Джо заправил в камеру плёнку «Полароид». Он измерил освещённость рядом с лицом Аннабель, и я чуть поменяла углы студийных софитов. Сделала несколько полароидных кадров, а затем разложила снимки на столе, чтобы рассмотреть.

Через минуту Джо поскрёб в затылке:

– Фото размытые.

– Хм-м… – Мычание Марты тянулось так долго, что обрело чёткие грани и форму.

Подойдя, я встала рядом. Шесть полароидных карточек – и на всех изображение нечёткое. Ни раковина на фоне окна, ни подсвеченное лицо Аннабель не в фокусе.
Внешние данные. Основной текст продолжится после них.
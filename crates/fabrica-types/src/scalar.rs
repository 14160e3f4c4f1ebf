//! Scalar type alias for model data.
//!
//! Solver input files carry full-precision decimal text, so the model
//! stores `f64` throughout. The alias keeps call sites uniform should a
//! fixed-precision mode ever be needed.

/// The floating-point type used throughout the model and export crates.
pub type Real = f64;
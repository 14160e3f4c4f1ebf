//! Identity table: arena index → sequential output identifier.
//!
//! Output ids are 1-based and contiguous per entity kind, assigned in
//! the resolver's ascending arena order. Material id `0` is reserved
//! for "no material". The top-level material rule is applied here,
//! before any id exists, so no translator can ever look up a material
//! that was silently excluded:
//!
//! * a reachable material is **top-level** iff it is directly
//!   referenced by at least one non-spring element, or it is the rigid
//!   body of a rigid-interface contact;
//! * trans-iso base materials and spring-only materials are excluded
//!   unless independently referenced as above.
//!
//! Only solid and shell elements appear in the element list; surfaces
//! and springs are emitted elsewhere and carry no element id.

use std::collections::{BTreeSet, HashMap};

use fabrica_model::{Contact, Problem};
use fabrica_types::{CurveId, ElementId, FabricaError, FabricaResult, MaterialId, NodeId};

use crate::resolve::Reachable;

/// Assigned output identifiers for one export call.
#[derive(Debug)]
pub struct IdTable {
    nodes: Vec<NodeId>,
    node_ids: HashMap<NodeId, u32>,
    elements: Vec<ElementId>,
    element_ids: HashMap<ElementId, u32>,
    materials: Vec<MaterialId>,
    material_ids: HashMap<MaterialId, u32>,
    curves: Vec<CurveId>,
    curve_ids: HashMap<CurveId, u32>,
}

impl IdTable {
    /// Assigns sequential ids for everything in `reachable`.
    pub fn assign(problem: &Problem, reachable: &Reachable) -> Self {
        let nodes: Vec<NodeId> = reachable.nodes.iter().copied().collect();
        let node_ids = number(&nodes);

        let elements: Vec<ElementId> = reachable
            .elements
            .iter()
            .copied()
            .filter(|&e| {
                let kind = &problem.element(e).kind;
                kind.is_solid() || kind.is_shell()
            })
            .collect();
        let element_ids = number(&elements);

        // Top-level rule: collect direct references first, then keep
        // reachable materials that appear in that set.
        let mut directly_referenced: BTreeSet<MaterialId> = BTreeSet::new();
        for &element in &reachable.elements {
            let element = problem.element(element);
            if element.kind.is_spring() {
                continue;
            }
            if let Some(material) = element.material {
                directly_referenced.insert(material);
            }
        }
        for &contact in &reachable.contacts {
            if let Contact::RigidInterface { body, .. } = problem.contact(contact) {
                directly_referenced.insert(*body);
            }
        }
        let materials: Vec<MaterialId> = reachable
            .materials
            .iter()
            .copied()
            .filter(|m| directly_referenced.contains(m))
            .collect();
        let material_ids = number(&materials);

        let curves: Vec<CurveId> = reachable.curves.iter().copied().collect();
        let curve_ids = number(&curves);

        Self {
            nodes,
            node_ids,
            elements,
            element_ids,
            materials,
            material_ids,
            curves,
            curve_ids,
        }
    }

    /// Output id for a node.
    pub fn node_id(&self, id: NodeId) -> Option<u32> {
        self.node_ids.get(&id).copied()
    }

    /// Output id for a listed (solid or shell) element.
    pub fn element_id(&self, id: ElementId) -> Option<u32> {
        self.element_ids.get(&id).copied()
    }

    /// Output id for a top-level material.
    pub fn material_id(&self, id: MaterialId) -> Option<u32> {
        self.material_ids.get(&id).copied()
    }

    /// Output id for an optional material reference; `None` maps to
    /// the reserved id 0.
    pub fn material_ref(&self, id: Option<MaterialId>) -> Option<u32> {
        match id {
            None => Some(0),
            Some(id) => self.material_id(id),
        }
    }

    /// Output id for a load curve.
    pub fn curve_id(&self, id: CurveId) -> Option<u32> {
        self.curve_ids.get(&id).copied()
    }

    /// Nodes in emission (id) order.
    pub fn nodes(&self) -> &[NodeId] {
        &self.nodes
    }

    /// Listed elements in emission (id) order.
    pub fn listed_elements(&self) -> &[ElementId] {
        &self.elements
    }

    /// Top-level materials in emission (id) order.
    pub fn top_materials(&self) -> &[MaterialId] {
        &self.materials
    }

    /// Load curves in emission (id) order.
    pub fn curves(&self) -> &[CurveId] {
        &self.curves
    }

    // Fallible lookups for translators: a miss is a cross-reference
    // failure, surfaced as an error rather than a fabricated id.

    /// Like [`IdTable::node_id`], but a miss is an error.
    pub fn require_node(&self, id: NodeId) -> FabricaResult<u32> {
        self.node_id(id).ok_or(FabricaError::UnresolvedReference {
            kind: "node",
            index: id.index(),
        })
    }

    /// Like [`IdTable::element_id`], but a miss is an error.
    pub fn require_element(&self, id: ElementId) -> FabricaResult<u32> {
        self.element_id(id)
            .ok_or(FabricaError::UnresolvedReference {
                kind: "element",
                index: id.index(),
            })
    }

    /// Like [`IdTable::material_id`], but a miss is an error.
    pub fn require_material(&self, id: MaterialId) -> FabricaResult<u32> {
        self.material_id(id)
            .ok_or(FabricaError::UnresolvedReference {
                kind: "material",
                index: id.index(),
            })
    }

    /// Like [`IdTable::material_ref`], but a miss is an error.
    pub fn require_material_ref(&self, id: Option<MaterialId>) -> FabricaResult<u32> {
        match id {
            None => Ok(0),
            Some(id) => self.require_material(id),
        }
    }

    /// Like [`IdTable::curve_id`], but a miss is an error.
    pub fn require_curve(&self, id: CurveId) -> FabricaResult<u32> {
        self.curve_id(id).ok_or(FabricaError::UnresolvedReference {
            kind: "load curve",
            index: id.index(),
        })
    }
}

fn number<K: std::hash::Hash + Eq + Copy>(ordered: &[K]) -> HashMap<K, u32> {
    ordered
        .iter()
        .enumerate()
        .map(|(i, &k)| (k, i as u32 + 1))
        .collect()
}
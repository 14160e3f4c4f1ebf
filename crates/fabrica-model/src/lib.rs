//! # fabrica-model
//!
//! The finite-element domain model: nodes, elements, materials, load
//! curves, contact interfaces, and time-switched boundary conditions,
//! held in per-kind arenas inside a [`Problem`].
//!
//! ## Design
//!
//! Entities reference each other through typed arena indices
//! (`NodeId`, `ElementId`, …) rather than shared pointers, so identity
//! is index identity and traversals dedup with plain ordered sets.
//! The model knows nothing about any solver file format — schema names
//! and parameter spellings belong to the export layer.

pub mod constraint;
pub mod contact;
pub mod geometry;
pub mod loadcurve;
pub mod material;
pub mod problem;
pub mod switch;

pub use constraint::{Constraint, Dof, DofState};
pub use contact::{Contact, ContactBinding, SurfacePair};
pub use geometry::{Element, ElementKind, Node};
pub use loadcurve::{Extrapolation, Interpolation, LoadCurve};
pub use material::{FiberSampler, Material, Orientation};
pub use problem::Problem;
pub use switch::Switch;
//! Strongly-typed identifiers for model entities.
//!
//! Newtype wrappers prevent accidental mixing of node indices with
//! element indices or material indices. Each id is a stable index into
//! the corresponding arena in `fabrica_model::Problem`.
//!
//! Ids are ordered so reachability sets iterate in a deterministic,
//! ascending order.

use serde::{Deserialize, Serialize};

/// Index into the node arena.
#[derive(Debug, Clone, Copy, PartialEq, Eq, PartialOrd, Ord, Hash, Serialize, Deserialize)]
pub struct NodeId(pub u32);

/// Index into the element arena.
#[derive(Debug, Clone, Copy, PartialEq, Eq, PartialOrd, Ord, Hash, Serialize, Deserialize)]
pub struct ElementId(pub u32);

/// Index into the material arena.
#[derive(Debug, Clone, Copy, PartialEq, Eq, PartialOrd, Ord, Hash, Serialize, Deserialize)]
pub struct MaterialId(pub u32);

/// Index into the load-curve arena.
#[derive(Debug, Clone, Copy, PartialEq, Eq, PartialOrd, Ord, Hash, Serialize, Deserialize)]
pub struct CurveId(pub u32);

/// Index into the contact arena.
#[derive(Debug, Clone, Copy, PartialEq, Eq, PartialOrd, Ord, Hash, Serialize, Deserialize)]
pub struct ContactId(pub u32);

macro_rules! impl_id {
    ($name:ident) => {
        impl $name {
            /// Returns the raw index as `usize` for arena indexing.
            #[inline]
            pub fn index(self) -> usize {
                self.0 as usize
            }
        }

        impl From<u32> for $name {
            fn from(val: u32) -> Self {
                Self(val)
            }
        }
    };
}

impl_id!(NodeId);
impl_id!(ElementId);
impl_id!(MaterialId);
impl_id!(CurveId);
impl_id!(ContactId);
//! Contact interface translator.
//!
//! A rigid interface becomes one record per constrained node, pointing
//! at the rigid body's material id. A surface-pair contact emits its
//! free-form options followed by the master and slave surfaces, each
//! an ordered list of surface-element records with per-surface
//! sequential ids.

use fabrica_model::{Contact, Problem};
use fabrica_types::{ContactId, ElementId, FabricaResult};

use crate::diag::{Diagnostics, Warning};
use crate::names;
use crate::table::IdTable;
use crate::xml::{comma_join, XmlElement};

/// Translates one contact into a `contact` element.
pub(crate) fn contact_element(
    problem: &Problem,
    id: ContactId,
    table: &IdTable,
    diag: &mut Diagnostics,
) -> FabricaResult<XmlElement> {
    let contact = problem.contact(id);
    let mut el = XmlElement::new("contact").with_attr("type", names::contact_type(contact));

    match contact {
        Contact::RigidInterface { body, nodes } => {
            let material_id = table.require_material(*body)?;
            for &node in nodes {
                el.push(
                    XmlElement::new("node")
                        .with_attr("id", table.require_node(node)?.to_string())
                        .with_attr("rb", material_id.to_string()),
                );
            }
        }
        Contact::Sliding { surfaces, .. } | Contact::Tied { surfaces } => {
            for (key, value) in &surfaces.options {
                el.push(XmlElement::new(key.clone()).with_text(value.clone()));
            }
            el.push(surface_element(
                problem,
                "master",
                &surfaces.master,
                table,
                diag,
            )?);
            el.push(surface_element(
                problem,
                "slave",
                &surfaces.slave,
                table,
                diag,
            )?);
        }
    }
    Ok(el)
}

/// Builds one contact surface: ordered element records with ids
/// sequential within this surface.
fn surface_element(
    problem: &Problem,
    surface_type: &str,
    elements: &[ElementId],
    table: &IdTable,
    diag: &mut Diagnostics,
) -> FabricaResult<XmlElement> {
    let mut surface = XmlElement::new("surface").with_attr("type", surface_type);
    let mut next_id = 1u32;
    for &id in elements {
        let element = problem.element(id);
        let Some(tag) = names::element_tag(&element.kind) else {
            diag.warn(Warning::UnsupportedSurfaceElement {
                element: id.index(),
            });
            continue;
        };
        let mut node_ids = Vec::with_capacity(element.nodes().len());
        for &node in element.nodes() {
            node_ids.push(table.require_node(node)?);
        }
        surface.push(
            XmlElement::new(tag)
                .with_attr("id", next_id.to_string())
                .with_text(comma_join(node_ids)),
        );
        next_id += 1;
    }
    Ok(surface)
}
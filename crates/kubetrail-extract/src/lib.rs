//! kubetrail-extract — typed views over Kubernetes object payloads.
//!
//! Watch records carry the raw object JSON. The extractors here pull out
//! the handful of fields ingestion needs and tolerate anything missing;
//! they only fail when the payload is not JSON at all.

pub mod error;
pub mod event;
pub mod metadata;
pub mod node;

pub use error::{ExtractError, ExtractResult};
pub use event::{EventInfo, extract_event_info};
pub use metadata::{
    EVENT_KIND, InvolvedObject, KubeMetadata, NODE_KIND, OwnerReference, POD_KIND,
    extract_involved_object, extract_metadata, extract_node_name, parse_timestamp,
};
pub use node::node_has_major_update;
– С контрастом вроде порядок, и освещение хорошее, – произнесла Марта. – Щёки у неё яркие, зубы выглядят белыми. Проверь фокус. – Она бросила взгляд на свои часы. – Боже, уже половина второго! Просто продолжай. Снимай на плёнку.

Я уставилась в видоискатель. Мне показалось, что с фокусом всё в порядке.

Я вручила камеру Джо, который заправил в неё обычную плёнку с негативной эмульсией. Потом они с Мартой отошли в тень, присоединившись к стилисту и визажисту.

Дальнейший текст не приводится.